TASK MATERIAL –
══════════════════════════════

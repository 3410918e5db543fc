//! Hour-by-hour breakdown of a computed run
//!
//! Only formats values already in the allocation and revenue breakdown; it
//! never recomputes them.

use std::fmt;

use crate::allocation::TimeAllocation;
use crate::rates::Bucket;
use crate::revenue::{CourtBucketRevenue, RevenueBreakdown};

/// Days used for the monthly column
const MONTH_VIEW_DAYS: f64 = 30.0;

pub struct DebugView<'a> {
    pub allocation: &'a TimeAllocation,
    pub revenue: &'a RevenueBreakdown,
}

impl<'a> DebugView<'a> {
    pub fn new(allocation: &'a TimeAllocation, revenue: &'a RevenueBreakdown) -> Self {
        Self { allocation, revenue }
    }

    fn court(&self, bucket: Bucket) -> &CourtBucketRevenue {
        match bucket {
            Bucket::Prime => &self.revenue.weekly.court_prime,
            Bucket::OffPeak => &self.revenue.weekly.court_offpeak,
        }
    }
}

fn row(f: &mut fmt::Formatter<'_>, label: &str, weekly: f64) -> fmt::Result {
    writeln!(f, "  {:<22} {:>10.1} {:>12.1}", label, weekly, weekly * MONTH_VIEW_DAYS / 7.0)
}

impl fmt::Display for DebugView<'_> {
    fn fmt(&self, f: &mut fmt::Formatter<'_>) -> fmt::Result {
        let alloc = self.allocation;
        writeln!(f, "Court-hours                  per week   per 30 days")?;
        row(f, "total", alloc.total_hours)?;
        for bucket in Bucket::ALL {
            writeln!(f, "{}", bucket)?;
            row(f, "supply", alloc.bucket_hours(bucket))?;
            if bucket == Bucket::Prime {
                row(f, "league", alloc.league_prime_hours)?;
            }
            row(f, "corporate", alloc.corporate.get(bucket))?;
            row(f, "tournament", alloc.tournament.get(bucket))?;
            row(f, "open play", alloc.open_hours(bucket))?;
        }
        writeln!(f, "  prime share            {:>9.1}%", alloc.prime_share() * 100.0)?;

        writeln!(f)?;
        writeln!(f, "Open play (steady state)")?;
        for bucket in Bucket::ALL {
            let court = self.court(bucket);
            writeln!(
                f,
                "  {:<9} util {:>5.1}%  member {:>7.1}h @ ${:>6.2}  non-member {:>7.1}h @ ${:>6.2}  = ${:>10.2}/wk",
                bucket.as_str(),
                court.utilization * 100.0,
                court.member_hours,
                court.member_blended_rate,
                court.non_member_hours,
                court.non_member_rate,
                court.revenue
            )?;
            for (tier, revenue) in &court.tier_revenue {
                writeln!(f, "      {:<12} ${:>10.2}", tier, revenue)?;
            }
        }
        writeln!(f, "  blended utilization    {:>9.1}%", self.revenue.offpeak_utilization.overall * 100.0)?;
        if let Some(warning) = &self.revenue.offpeak_utilization.warning {
            writeln!(f, "  note: {}", warning)?;
        }

        let league = &self.revenue.weekly.league;
        writeln!(f)?;
        writeln!(
            f,
            "League: {} blocks, {:.0}/{:.0} seats filled, member price ${:.2}, rack ${:.2}, ${:.2}/wk",
            league.blocks, league.filled_seats, league.seats, league.weighted_member_price, league.rack_price, league.revenue
        )?;

        writeln!(f)?;
        writeln!(f, "Ceilings (per week)")?;
        for ceiling in &self.revenue.weekly.ceilings {
            writeln!(f, "  {:<14} ${:>10.2} of ${:>10.2}", ceiling.channel, ceiling.revenue, ceiling.ceiling)?;
        }

        for warning in &alloc.warnings {
            writeln!(f, "warning: {}", warning.message)?;
        }
        Ok(())
    }
}

#[cfg(test)]
mod tests {
    use super::*;
    use crate::allocation::allocate;
    use crate::config::FacilityConfig;

    #[test]
    fn test_view_renders_computed_values() {
        let config = FacilityConfig::default();
        let alloc = allocate(&config).unwrap();
        let revenue = crate::revenue::compute(&config, &alloc).unwrap();
        let text = DebugView::new(&alloc, &revenue).to_string();

        assert!(text.contains("prime"));
        assert!(text.contains("off-peak"));
        assert!(text.contains("League: 14 blocks"));
        assert!(text.contains(&format!("{:.1}", alloc.open_prime_hours)));
        assert!(!text.contains("warning:"));
        assert!(text.contains(&format!("blended utilization    {:>9.1}%", revenue.offpeak_utilization.overall * 100.0)));
    }
}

══════════════════════════════

Report each line of the listing above that uses the word "Result".

OUTPUT OF THE TASK –
fn row(f: &mut fmt::Formatter<'_>, label: &str, weekly: f64) -> fmt::Result {
    fn fmt(&self, f: &mut fmt::Formatter<'_>) -> fmt::Result {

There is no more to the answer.